use councilmatic_core::db;
use councilmatic_core::schema::FileDate;
use councilmatic_core::search::{FtsHitSource, ResultSet, SearchMatch};
use legistar::SiteAdapter;
use legistar::source::FixtureSource;
use legistar::summary::{AttachmentDetail, HistoryEntry, LegislationDetail, LegislationSummary};
use pretty_assertions::assert_eq;

fn summary(record_no: &str, id: &str, title: &str) -> LegislationSummary {
    LegislationSummary {
        record_no: record_no.to_string(),
        url: format!("https://council.example.gov/Legislation.aspx?ID={id}&GUID=ABC"),
        file_type: "Bill".to_string(),
        status: "In Committee".to_string(),
        title: title.to_string(),
        intro_date: "03/02/2020".to_string(),
        final_date: String::new(),
        version: "0".to_string(),
    }
}

fn detail(sponsor: &str) -> LegislationDetail {
    LegislationDetail {
        controlling_body: "Committee on Streets".to_string(),
        sponsors: vec![sponsor.to_string()],
        attachments: vec![AttachmentDetail {
            label: "Fiscal impact statement".to_string(),
            url: None,
        }],
    }
}

fn history() -> Vec<HistoryEntry> {
    vec![
        HistoryEntry {
            date: "03/05/2020".to_string(),
            acting_body: "City Council".to_string(),
            result: "Referred".to_string(),
            status: "In Committee".to_string(),
        },
        HistoryEntry {
            date: String::new(), // the site leaves some action dates blank
            acting_body: "Committee on Streets".to_string(),
            result: "Hearing held".to_string(),
            status: "In Committee".to_string(),
        },
    ]
}

#[test]
fn scrape_store_and_search_round_trip() {
    let mut source = FixtureSource::new();
    source.push(
        summary("120001", "12345", "Residential parking permits"),
        detail("Smith, Jane"),
        history(),
    );
    source.push(
        summary("120002", "12346", "Sidewalk repair fund"),
        detail("Jones, Pat"),
        history(),
    );

    let mut adapter = SiteAdapter::new(source);
    let mut conn = db::open_in_memory().unwrap();

    // drain the listing the way the offline scrape loop does
    let mut scraped_keys = Vec::new();
    while let Some((_, next)) = adapter.check_for_new_content("").unwrap() {
        let scraped = adapter.scrape_legis_file("", next).unwrap();
        scraped_keys.push(scraped.file.key.clone());
        db::store_scrape(&mut conn, &scraped).unwrap();
    }
    assert_eq!(scraped_keys, vec!["12345".to_string(), "12346".to_string()]);

    // the stored record carries the normalized fields
    let stored = db::leg_file_detail(&conn, "12345").unwrap().unwrap();
    assert_eq!(stored.file.sponsors, vec!["Jane Smith".to_string()]);
    assert_eq!(stored.file.intro_date, FileDate::On(time::macros::date!(2020 - 03 - 02)));
    assert_eq!(stored.attachments.len(), 1);
    assert_eq!(stored.actions.len(), 2);
    assert_eq!(stored.actions[1].date_taken, FileDate::Empty);

    // search hits reconcile back to the stored record
    let hits = FtsHitSource::new(&conn, "parking");
    let results = ResultSet::new(&conn, hits);
    assert_eq!(results.count().unwrap(), 1);
    match &results.resolve_all().unwrap()[0] {
        SearchMatch::LegFile(f) => assert_eq!(f.file.key, "12345"),
        other => panic!("expected a legislation hit, got {other:?}"),
    }
}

> _Your instructions_:
Set down every entry again, exactly as written.

> _Solution to this exercise_:
use councilmatic_core::db;
use councilmatic_core::schema::FileDate;
use councilmatic_core::search::{FtsHitSource, ResultSet, SearchMatch};
use legistar::SiteAdapter;
use legistar::source::FixtureSource;
use legistar::summary::{AttachmentDetail, HistoryEntry, LegislationDetail, LegislationSummary};
use pretty_assertions::assert_eq;

fn summary(record_no: &str, id: &str, title: &str) -> LegislationSummary {
    LegislationSummary {
        record_no: record_no.to_string(),
        url: format!("https://council.example.gov/Legislation.aspx?ID={id}&GUID=ABC"),
        file_type: "Bill".to_string(),
        status: "In Committee".to_string(),
        title: title.to_string(),
        intro_date: "03/02/2020".to_string(),
        final_date: String::new(),
        version: "0".to_string(),
    }
}

fn detail(sponsor: &str) -> LegislationDetail {
    LegislationDetail {
        controlling_body: "Committee on Streets".to_string(),
        sponsors: vec![sponsor.to_string()],
        attachments: vec![AttachmentDetail {
            label: "Fiscal impact statement".to_string(),
            url: None,
        }],
    }
}

fn history() -> Vec<HistoryEntry> {
    vec![
        HistoryEntry {
            date: "03/05/2020".to_string(),
            acting_body: "City Council".to_string(),
            result: "Referred".to_string(),
            status: "In Committee".to_string(),
        },
        HistoryEntry {
            date: String::new(), // the site leaves some action dates blank
            acting_body: "Committee on Streets".to_string(),
            result: "Hearing held".to_string(),
            status: "In Committee".to_string(),
        },
    ]
}

#[test]
fn scrape_store_and_search_round_trip() {
    let mut source = FixtureSource::new();
    source.push(
        summary("120001", "12345", "Residential parking permits"),
        detail("Smith, Jane"),
        history(),
    );
    source.push(
        summary("120002", "12346", "Sidewalk repair fund"),
        detail("Jones, Pat"),
        history(),
    );

    let mut adapter = SiteAdapter::new(source);
    let mut conn = db::open_in_memory().unwrap();

    // drain the listing the way the offline scrape loop does
    let mut scraped_keys = Vec::new();
    while let Some((_, next)) = adapter.check_for_new_content("").unwrap() {
        let scraped = adapter.scrape_legis_file("", next).unwrap();
        scraped_keys.push(scraped.file.key.clone());
        db::store_scrape(&mut conn, &scraped).unwrap();
    }
    assert_eq!(scraped_keys, vec!["12345".to_string(), "12346".to_string()]);

    // the stored record carries the normalized fields
    let stored = db::leg_file_detail(&conn, "12345").unwrap().unwrap();
    assert_eq!(stored.file.sponsors, vec!["Jane Smith".to_string()]);
    assert_eq!(stored.file.intro_date, FileDate::On(time::macros::date!(2020 - 03 - 02)));
    assert_eq!(stored.attachments.len(), 1);
    assert_eq!(stored.actions.len(), 2);
    assert_eq!(stored.actions[1].date_taken, FileDate::Empty);

    // search hits reconcile back to the stored record
    let hits = FtsHitSource::new(&conn, "parking");
    let results = ResultSet::new(&conn, hits);
    assert_eq!(results.count().unwrap(), 1);
    match &results.resolve_all().unwrap()[0] {
        SearchMatch::LegFile(f) => assert_eq!(f.file.key, "12345"),
        other => panic!("expected a legislation hit, got {other:?}"),
    }
}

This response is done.